impl TaskRunner {
    pub fn new(containers: Arc<dyn ContainerApi>, cleanup: Arc<CleanupCoordinator>) -> Self {
        let config = EngineConfig::default();
        Self::from_config(&config, containers, cleanup)
    }

    pub fn from_config(
        config: &EngineConfig,
        containers: Arc<dyn ContainerApi>,
        cleanup: Arc<CleanupCoordinator>,
    ) -> Self {
        Self {
            containers,
            cleanup,
            health: HealthGate::default(),
            sanitizer: Arc::new(BasicSanitizer),
            pull_policy: RetryPolicy::from(&config.retry.pull),
            start_policy: RetryPolicy::from(&config.retry.start),
            managed_label: config.container.managed_label.clone(),
        }
    }

    pub fn with_sanitizer(mut self, sanitizer: Arc<dyn Sanitizer>) -> Self {
        self.sanitizer = sanitizer;
        self
    }

    pub fn with_health_gate(mut self, health: HealthGate) -> Self {
        self.health = health;
        self
    }

    pub fn with_pull_policy(mut self, policy: RetryPolicy) -> Self {
        self.pull_policy = policy;
        self
    }

    pub fn with_start_policy(mut self, policy: RetryPolicy) -> Self {
        self.start_policy = policy;
        self
    }

    pub fn with_managed_label(mut self, label: impl Into<String>) -> Self {
        self.managed_label = label.into();
        self
    }

    pub fn cleanup(&self) -> &Arc<CleanupCoordinator> {
        &self.cleanup
    }

    async fn run_command(
        &self,
        task: &Task,
        spec: &CommandTask,
        ctx: &ExecutionContext,
    ) -> EngineResult<TaskOutcome> {
        if spec.command.trim().is_empty() {
            return Ok(TaskOutcome::Failed(TaskFailure::InvalidDefinition(
                "command task requires a non-empty 'command'".to_string(),
            )));
        }

        self.sanitizer.check_command(&spec.command)?;
        for (key, value) in ctx.env.iter().chain(spec.env.iter()) {
            self.sanitizer.check_env(key, value)?;
        }
        let cwd = match &spec.cwd {
            Some(cwd) => self.sanitizer.resolve_path(cwd, &ctx.working_dir)?,
            None => ctx.working_dir.clone(),
        };

        if ctx.dry_run {
            info!(
                task = %task.name,
                command = %spec.command,
                cwd = %cwd.display(),
                background = spec.background,
                "[dry-run] Would run command"
            );
            return Ok(TaskOutcome::Succeeded);
        }

        let env = merge_env(std::env::vars(), &ctx.env, &spec.env);
        let mut command = shell_command(&spec.command);
        command
            .current_dir(&cwd)
            .env_clear()
            .envs(&env)
            .stdin(Stdio::null())
            .stdout(Stdio::piped())
            .stderr(Stdio::piped());

        if spec.background {
            return self.spawn_background(task, command).await;
        }
        match run_to_completion(task, command).await? {
            TaskOutcome::Succeeded => self.pass_health_gate(task).await,
            failed => Ok(failed),
        }
    }

    async fn spawn_background(&self, task: &Task, mut command: Command) -> EngineResult<TaskOutcome> {
        // Own process group, so teardown can signal the whole tree
        #[cfg(unix)]
        command.process_group(0);

        let mut child = match command.spawn() {
            Ok(child) => child,
            Err(e) => return Ok(TaskOutcome::Failed(TaskFailure::SpawnFailed(e.to_string()))),
        };
        let Some(pid) = child.id() else {
            return Ok(TaskOutcome::Failed(TaskFailure::NonZeroExit {
                code: None,
                stderr_tail: vec!["process exited before it could be tracked".to_string()],
            }));
        };

        let stdout = child.stdout.take();
        let stderr = child.stderr.take();
        let name = task.name.clone();
        tokio::spawn(async move {
            tokio::join!(
                drain_lines(stdout, &name, false),
                drain_lines(stderr, &name, true)
            );
            match child.wait().await {
                Ok(status) => debug!(task = %name, status = %status, "Background process exited"),
                Err(e) => warn!(task = %name, error = %e, "Failed to reap background process"),
            }
        });

        info!(task = %task.name, pid, "🚀 Background process started");
        if let Some(outcome) = self.track(ResourceHandle::process(pid, &task.name)).await {
            return Ok(outcome);
        }
        self.pass_health_gate(task).await
    }

    async fn run_container(
        &self,
        task: &Task,
        spec: &ContainerTask,
        ctx: &ExecutionContext,
    ) -> EngineResult<TaskOutcome> {
        if spec.image.trim().is_empty() {
            return Ok(TaskOutcome::Failed(TaskFailure::InvalidDefinition(
                "docker task requires a non-empty 'image'".to_string(),
            )));
        }
        for (key, value) in &spec.env {
            self.sanitizer.check_env(key, value)?;
        }

        if ctx.dry_run {
            info!(
                task = %task.name,
                image = %spec.image,
                container_name = ?spec.container_name,
                ports = ?spec.ports.iter().map(ToString::to_string).collect::<Vec<_>>(),
                "[dry-run] Would pull, create and start container"
            );
            return Ok(TaskOutcome::Succeeded);
        }

        if let Some(name) = &spec.container_name {
            if let Some(failure) = self.clear_stale_container(name).await? {
                return Ok(TaskOutcome::Failed(failure));
            }
        }

        self.pull_policy
            .run_if(
                &format!("pull image '{}'", spec.image),
                is_transient,
                |_| self.containers.pull(&spec.image),
            )
            .await?;

        let request = CreateContainerRequest {
            image: spec.image.clone(),
            name: spec.container_name.clone(),
            env: spec.env.clone(),
            ports: spec.ports.clone(),
            labels: BTreeMap::from([(self.managed_label.clone(), "true".to_string())]),
            command: spec.command.clone(),
        };
        let id = self.containers.create_container(&request).await?;
        let display_name = spec.container_name.clone().unwrap_or_else(|| task.name.clone());
        let handle = ResourceHandle::container(&id, display_name);

        let started = self
            .start_policy
            .run_if(
                &format!("start container '{}'", handle.name),
                is_transient,
                |_| self.containers.start(&id),
            )
            .await;
        if let Err(err) = started {
            // Created but never running: nobody else knows about it
            let _ = self.cleanup.release(&handle).await;
            return Err(err.into());
        }

        info!(task = %task.name, container_id = %id, image = %spec.image, "🐳 Container started");
        if let Some(outcome) = self.track(handle).await {
            return Ok(outcome);
        }

        // A failed gate leaves the container in place for inspection and cleanup
        self.pass_health_gate(task).await
    }

    /// Deal with an existing container holding the requested name
    async fn clear_stale_container(&self, name: &str) -> EngineResult<Option<TaskFailure>> {
        match self.containers.inspect(name).await {
            Ok(existing) if existing.has_label(&self.managed_label) => {
                warn!(
                    container = %name,
                    container_id = %existing.id,
                    "Removing stale managed container from an earlier run"
                );
                let handle = ResourceHandle::container(existing.id, name);
                if let Some(failure) = self.cleanup.release(&handle).await.into_iter().next() {
                    return Err(EngineError::task(
                        name,
                        format!("could not remove stale container: {}", failure.error),
                    ));
                }
                Ok(None)
            }
            Ok(_) => Ok(Some(TaskFailure::NameConflict(name.to_string()))),
            Err(e) if e.is_not_found() => Ok(None),
            Err(e) => Err(e.into()),
        }
    }

    /// Register a started resource. Returns a failure when teardown already began,
    /// after releasing the resource here.
    async fn track(&self, handle: ResourceHandle) -> Option<TaskOutcome> {
        match self.cleanup.register(handle) {
            Registration::Accepted => None,
            Registration::Rejected(handle) => {
                let _ = self.cleanup.release(&handle).await;
                Some(TaskOutcome::Failed(TaskFailure::Interrupted))
            }
        }
    }

    async fn pass_health_gate(&self, task: &Task) -> EngineResult<TaskOutcome> {
        let Some(spec) = &task.health_check else {
            return Ok(TaskOutcome::Succeeded);
        };
        match self.health.wait_until_healthy(&task.name, spec).await {
            Ok(()) => Ok(TaskOutcome::Succeeded),
            Err(EngineError::HealthCheck {
                attempts,
                last_error,
                ..
            }) => Ok(TaskOutcome::Failed(TaskFailure::HealthCheck {
                attempts,
                last_error,
            })),
            Err(other) => Err(other),
        }
    }
}
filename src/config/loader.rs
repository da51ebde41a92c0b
//! Workflow Loader
//!
//! Turns a YAML workflow document into a validated [`Workflow`] plus the
//! [`ExecutionContext`] it runs in. Custom health checks reference predicates by name,
//! resolved through a [`PredicateRegistry`] supplied by the embedding program.

use crate::error::{EngineError, EngineResult};
use crate::scheduler::{ExecutionPlan, WorkflowScheduler};
use crate::workflow::{
    CommandTask, ContainerTask, ExecutionContext, HealthCheckSpec, HealthPredicate, HealthProbe,
    PortBinding, Task, TaskKind, Workflow,
};
use serde::Deserialize;
use std::collections::{BTreeMap, HashMap};
use std::path::{Path, PathBuf};
use std::sync::Arc;
use std::time::Duration;
use tracing::debug;

const MAX_WORKFLOW_FILE_SIZE: u64 = 1024 * 1024;

/// Named predicates available to `kind: custom` health checks
#[derive(Clone, Default)]
pub struct PredicateRegistry {
    predicates: HashMap<String, Arc<dyn HealthPredicate>>,
}

impl PredicateRegistry {
    pub fn new() -> Self {
        Self::default()
    }

    pub fn register(&mut self, name: impl Into<String>, predicate: Arc<dyn HealthPredicate>) {
        self.predicates.insert(name.into(), predicate);
    }

    pub fn get(&self, name: &str) -> Option<Arc<dyn HealthPredicate>> {
        self.predicates.get(name).cloned()
    }

    pub fn names(&self) -> Vec<&str> {
        let mut names: Vec<&str> = self.predicates.keys().map(String::as_str).collect();
        names.sort_unstable();
        names
    }
}

impl std::fmt::Debug for PredicateRegistry {
    fn fmt(&self, f: &mut std::fmt::Formatter<'_>) -> std::fmt::Result {
        f.debug_struct("PredicateRegistry")
            .field("predicates", &self.names())
            .finish()
    }
}

/// A workflow together with its run context
#[derive(Debug, Clone)]
pub struct LoadedWorkflow {
    pub workflow: Workflow,
    pub context: ExecutionContext,
}

impl LoadedWorkflow {
    /// Dry scheduling pass: validates the workflow and detects deadlocks
    pub fn plan(&self) -> EngineResult<ExecutionPlan> {
        WorkflowScheduler::plan(&self.workflow)
    }
}

#[derive(Debug, Deserialize)]
#[serde(deny_unknown_fields)]
struct WorkflowDocument {
    name: String,
    #[serde(default)]
    parallel: bool,
    #[serde(default)]
    env: BTreeMap<String, String>,
    working_dir: Option<PathBuf>,
    tasks: Vec<TaskDocument>,
}

#[derive(Debug, Clone, Copy, Deserialize)]
#[serde(rename_all = "lowercase")]
enum TaskKindTag {
    Command,
    Docker,
}

#[derive(Debug, Deserialize)]
#[serde(untagged)]
enum CommandLine {
    Line(String),
    Args(Vec<String>),
}

#[derive(Debug, Deserialize)]
#[serde(deny_unknown_fields)]
struct TaskDocument {
    name: String,
    kind: TaskKindTag,
    command: Option<CommandLine>,
    #[serde(default)]
    env: BTreeMap<String, String>,
    cwd: Option<PathBuf>,
    #[serde(default)]
    background: bool,
    image: Option<String>,
    container_name: Option<String>,
    #[serde(default)]
    ports: Vec<String>,
    #[serde(default)]
    depends_on: Vec<String>,
    parallel: Option<bool>,
    health_check: Option<HealthCheckDocument>,
}

#[derive(Debug, Clone, Copy, Deserialize)]
#[serde(rename_all = "lowercase")]
enum HealthKindTag {
    Tcp,
    Http,
    Custom,
}

#[derive(Debug, Deserialize)]
#[serde(deny_unknown_fields)]
struct HealthCheckDocument {
    kind: HealthKindTag,
    #[serde(default = "default_host")]
    host: String,
    port: Option<u16>,
    path: Option<String>,
    predicate: Option<String>,
    retries: Option<u32>,
    /// Milliseconds between probes
    interval: Option<u64>,
    /// Milliseconds per probe
    timeout: Option<u64>,
}

fn default_host() -> String {
    "localhost".to_string()
}

/// Builds workflows from YAML documents
#[derive(Debug, Clone, Default)]
pub struct WorkflowLoader {
    predicates: PredicateRegistry,
}

impl WorkflowLoader {
    pub fn new(predicates: PredicateRegistry) -> Self {
        Self { predicates }
    }

    /// Load a workflow file. Relative working directories resolve against the file's directory.
    pub fn load_file(&self, path: &Path) -> EngineResult<LoadedWorkflow> {
        let metadata = std::fs::metadata(path).map_err(|e| {
            EngineError::configuration(format!("cannot read {}: {e}", path.display()))
        })?;
        if !metadata.is_file() {
            return Err(EngineError::configuration(format!(
                "{} is not a regular file",
                path.display()
            )));
        }
        if metadata.len() > MAX_WORKFLOW_FILE_SIZE {
            return Err(EngineError::configuration(format!(
                "{} is too large ({} bytes)",
                path.display(),
                metadata.len()
            )));
        }

        let text = std::fs::read_to_string(path)?;
        let base_dir = path
            .parent()
            .filter(|p| !p.as_os_str().is_empty())
            .map(Path::to_path_buf)
            .unwrap_or_else(|| PathBuf::from("."));

        debug!(path = %path.display(), "Loading workflow file");
        self.load_str(&text, &base_dir)
    }

    pub fn load_str(&self, text: &str, base_dir: &Path) -> EngineResult<LoadedWorkflow> {
        let document: WorkflowDocument = serde_yaml::from_str(text)?;

        let tasks = document
            .tasks
            .into_iter()
            .map(|doc| self.build_task(doc))
            .collect::<EngineResult<Vec<_>>>()?;

        let workflow = Workflow {
            name: document.name,
            parallel: document.parallel,
            tasks,
        };
        workflow.validate()?;

        let working_dir = match document.working_dir {
            Some(dir) if dir.is_absolute() => dir,
            Some(dir) => base_dir.join(dir),
            None => base_dir.to_path_buf(),
        };

        let context = ExecutionContext {
            env: document.env,
            working_dir,
            dry_run: false,
        };

        debug!(
            workflow = %workflow.name,
            task_count = workflow.tasks.len(),
            "Workflow loaded"
        );

        Ok(LoadedWorkflow { workflow, context })
    }

    fn build_task(&self, doc: TaskDocument) -> EngineResult<Task> {
        let name = doc.name;
        let missing = |field: &str, kind: &str| {
            EngineError::configuration(format!(
                "task '{name}' of kind '{kind}' requires field '{field}'"
            ))
        };

        let kind = match doc.kind {
            TaskKindTag::Command => {
                let command = match doc.command {
                    Some(CommandLine::Line(line)) if !line.trim().is_empty() => line,
                    Some(CommandLine::Args(args)) if !args.is_empty() => shell_join(&args),
                    _ => return Err(missing("command", "command")),
                };
                if doc.image.is_some() || doc.container_name.is_some() || !doc.ports.is_empty() {
                    return Err(EngineError::configuration(format!(
                        "task '{name}' of kind 'command' cannot declare image, container_name or ports"
                    )));
                }
                TaskKind::Command(CommandTask {
                    command,
                    env: doc.env,
                    cwd: doc.cwd,
                    background: doc.background,
                })
            }
            TaskKindTag::Docker => {
                let image = doc
                    .image
                    .filter(|i| !i.trim().is_empty())
                    .ok_or_else(|| missing("image", "docker"))?;
                if doc.background || doc.cwd.is_some() {
                    return Err(EngineError::configuration(format!(
                        "task '{name}' of kind 'docker' cannot declare background or cwd"
                    )));
                }
                let ports = doc
                    .ports
                    .iter()
                    .map(|p| p.parse::<PortBinding>())
                    .collect::<Result<Vec<_>, _>>()
                    .map_err(|e| EngineError::configuration(format!("task '{name}': {e}")))?;
                // No shell runs inside the container, so a single line has no safe argv split
                let command = match doc.command {
                    Some(CommandLine::Line(_)) => {
                        return Err(EngineError::configuration(format!(
                            "task '{name}' of kind 'docker' must give 'command' as a list of arguments"
                        )))
                    }
                    Some(CommandLine::Args(args)) => Some(args),
                    None => None,
                };
                TaskKind::Container(ContainerTask {
                    image,
                    container_name: doc.container_name,
                    env: doc.env,
                    ports,
                    command,
                })
            }
        };

        let health_check = doc
            .health_check
            .map(|hc| self.build_health_check(&name, hc))
            .transpose()?;

        Ok(Task {
            name,
            kind,
            depends_on: doc.depends_on,
            parallel: doc.parallel,
            health_check,
        })
    }

    fn build_health_check(
        &self,
        task: &str,
        doc: HealthCheckDocument,
    ) -> EngineResult<HealthCheckSpec> {
        let require_port = || {
            doc.port.ok_or_else(|| {
                EngineError::configuration(format!("task '{task}': health check requires 'port'"))
            })
        };

        let probe = match doc.kind {
            HealthKindTag::Tcp => HealthProbe::Tcp {
                host: doc.host.clone(),
                port: require_port()?,
            },
            HealthKindTag::Http => {
                let path = doc.path.clone().unwrap_or_else(|| "/".to_string());
                HealthProbe::Http {
                    host: doc.host.clone(),
                    port: require_port()?,
                    path: if path.starts_with('/') {
                        path
                    } else {
                        format!("/{path}")
                    },
                }
            }
            HealthKindTag::Custom => {
                let name = doc.predicate.as_deref().ok_or_else(|| {
                    EngineError::configuration(format!(
                        "task '{task}': custom health check requires 'predicate'"
                    ))
                })?;
                let predicate = self.predicates.get(name).ok_or_else(|| {
                    EngineError::configuration(format!(
                        "task '{task}': unknown health predicate '{name}' (registered: {})",
                        self.predicates.names().join(", ")
                    ))
                })?;
                HealthProbe::Custom {
                    predicate: Some(predicate),
                }
            }
        };

        if doc.path.is_some() && !matches!(doc.kind, HealthKindTag::Http) {
            return Err(EngineError::configuration(format!(
                "task '{task}': 'path' is only valid for http health checks"
            )));
        }

        Ok(HealthCheckSpec {
            probe,
            retries: doc.retries.unwrap_or(HealthCheckSpec::DEFAULT_RETRIES),
            interval: doc
                .interval
                .map(Duration::from_millis)
                .unwrap_or(HealthCheckSpec::DEFAULT_INTERVAL),
            timeout: doc
                .timeout
                .map(Duration::from_millis)
                .unwrap_or(HealthCheckSpec::DEFAULT_TIMEOUT),
        })
    }
}

/// Render an argument list as one line for the platform shell, quoting each element
fn shell_join(args: &[String]) -> String {
    args.iter()
        .map(|arg| shell_quote(arg))
        .collect::<Vec<_>>()
        .join(" ")
}

#[cfg(not(windows))]
fn shell_quote(arg: &str) -> String {
    let plain = !arg.is_empty()
        && arg
            .chars()
            .all(|c| c.is_ascii_alphanumeric() || "-_./=:,+@%".contains(c));
    if plain {
        arg.to_string()
    } else {
        format!("'{}'", arg.replace('\'', r"'\''"))
    }
}

#[cfg(windows)]
fn shell_quote(arg: &str) -> String {
    if !arg.is_empty() && !arg.contains([' ', '\t', '"', '&', '|', '<', '>', '^']) {
        arg.to_string()
    } else {
        format!("\"{}\"", arg.replace('"', "\"\""))
    }
}
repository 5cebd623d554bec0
use crate::types::InfraError;
use thiserror::Error;

/// アーカイブ読み込みのエラー型
/// 失敗の原因ごとに別のバリアントを持つ
#[derive(Error, Debug)]
pub enum ArchiveError {
    /// アーカイブファイルが存在しない
    #[error("tweets.jsが見つかりません。Xのアーカイブファイルを次の場所に配置してください: {path}")]
    NotFound { path: String },

    /// アーカイブファイルを読み込めない
    #[error("tweets.jsを読み込めませんでした: {path} - {source}")]
    Unreadable {
        path: String,
        #[source]
        source: std::io::Error,
    },

    /// JSONとして解析できない
    #[error("tweets.jsが正しいJSONではありません: {source}")]
    MalformedJson {
        #[source]
        source: serde_json::Error,
    },

    /// JSONの構造が想定と異なる
    #[error("tweets.jsの形式が想定と異なります: {reason}")]
    UnexpectedShape { reason: String },
}

impl ArchiveError {
    pub fn not_found<P: Into<String>>(path: P) -> Self {
        Self::NotFound { path: path.into() }
    }

    pub fn unreadable<P: Into<String>>(path: P, source: std::io::Error) -> Self {
        Self::Unreadable {
            path: path.into(),
            source,
        }
    }

    pub fn malformed_json(source: serde_json::Error) -> Self {
        Self::MalformedJson { source }
    }

    pub fn unexpected_shape<R: Into<String>>(reason: R) -> Self {
        Self::UnexpectedShape {
            reason: reason.into(),
        }
    }
}

/// アプリケーション層のエラー型
///
/// 呼び出し側へ返すときは `status_code()` でHTTPステータス相当の値に変換する。
/// - 503: アーカイブが未配置
/// - 400: 不正なアーカイブ・不正なリクエスト
/// - 401: 未認証
/// - 502: 外部APIのエラー
/// - 500: その他の内部エラー
#[derive(Error, Debug)]
pub enum AppError {
    /// アーカイブ関連のエラー
    #[error(transparent)]
    Archive(#[from] ArchiveError),

    /// リクエスト内容の検証エラー
    #[error("{reason}")]
    InvalidRequest { reason: String },

    /// 認証情報が未設定のまま削除しようとした
    #[error("認証されていません。先に認証情報を登録してください。")]
    Unauthenticated,

    /// 外部プラットフォームAPIのエラー（利用者向けに翻訳済み）
    #[error("{message}")]
    Platform { message: String },

    /// インフラ層のエラー
    #[error(transparent)]
    Infra(#[from] InfraError),
}

impl AppError {
    /// リクエスト検証エラーを作成
    pub fn invalid_request<R: Into<String>>(reason: R) -> Self {
        Self::InvalidRequest {
            reason: reason.into(),
        }
    }

    /// プラットフォームエラーを作成
    pub fn platform<M: Into<String>>(message: M) -> Self {
        Self::Platform {
            message: message.into(),
        }
    }

    /// HTTPステータス相当のコードを返す
    pub fn status_code(&self) -> u16 {
        match self {
            AppError::Archive(ArchiveError::NotFound { .. }) => 503,
            AppError::Archive(ArchiveError::Unreadable { .. }) => 500,
            AppError::Archive(ArchiveError::MalformedJson { .. })
            | AppError::Archive(ArchiveError::UnexpectedShape { .. }) => 400,
            AppError::InvalidRequest { .. } => 400,
            AppError::Unauthenticated => 401,
            AppError::Platform { .. } => 502,
            AppError::Infra(_) => 500,
        }
    }
}

/// アプリケーションエラーのResult型エイリアス
pub type AppResult<T> = std::result::Result<T, AppError>;
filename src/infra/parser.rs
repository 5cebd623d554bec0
use anyhow::{anyhow, Result};
use chrono::{DateTime, Utc};
use regex::Regex;
use std::sync::LazyLock;

/// アーカイブ先頭の代入文 `window.YTD.tweets.part0 = `
static ARCHIVE_PREFIX: LazyLock<Regex> =
    LazyLock::new(|| Regex::new(r"^window\.YTD\.tweets\.\w+\s*=\s*").expect("固定の正規表現"));

static HTML_TAG: LazyLock<Regex> =
    LazyLock::new(|| Regex::new(r"<[^>]+>").expect("固定の正規表現"));

/// Xのアーカイブで使われる日付形式（例: "Wed Oct 10 20:19:24 +0000 2018"）
const ARCHIVE_DATE_FORMAT: &str = "%a %b %d %H:%M:%S %z %Y";

/// アーカイブ本文から代入文のラッパーを取り除き、JSON部分だけを返す
///
/// 前後の空白は先に取り除く。ラッパーがない場合はそのまま返す。
pub fn strip_archive_prefix(content: &str) -> &str {
    let trimmed = content.trim();
    match ARCHIVE_PREFIX.find(trimmed) {
        Some(m) => &trimmed[m.end()..],
        None => trimmed,
    }
}

/// HTMLタグを取り除いたテキストを返す
///
/// `source` フィールドは `<a href="...">Twitter Web App</a>` の形で入っているため、
/// 表示用にクライアント名だけを取り出す。
pub fn strip_html_tags(raw: &str) -> String {
    HTML_TAG.replace_all(raw, "").trim().to_string()
}

/// アーカイブの日付文字列を`DateTime<Utc>`に変換する
///
/// # 戻り値
/// - `Ok(DateTime<Utc>)`: 解析が成功した場合
/// - `Err(anyhow::Error)`: 解析に失敗した場合
pub fn parse_archive_date(date_str: &str) -> Result<DateTime<Utc>> {
    DateTime::parse_from_str(date_str.trim(), ARCHIVE_DATE_FORMAT)
        .map(|dt| dt.with_timezone(&Utc))
        .map_err(|_| anyhow!("不正な日付形式: {}", date_str))
}
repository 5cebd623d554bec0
pub mod file;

### Task directions
Write out only the lines that run from the line containing "match run_to_completion(task, command).await?" through the line containing "the whole tree", both included, exactly as they appear above.

### Exercise response
        match run_to_completion(task, command).await? {
            TaskOutcome::Succeeded => self.pass_health_gate(task).await,
            failed => Ok(failed),
        }
    }

    async fn spawn_background(&self, task: &Task, mut command: Command) -> EngineResult<TaskOutcome> {
        // Own process group, so teardown can signal the whole tree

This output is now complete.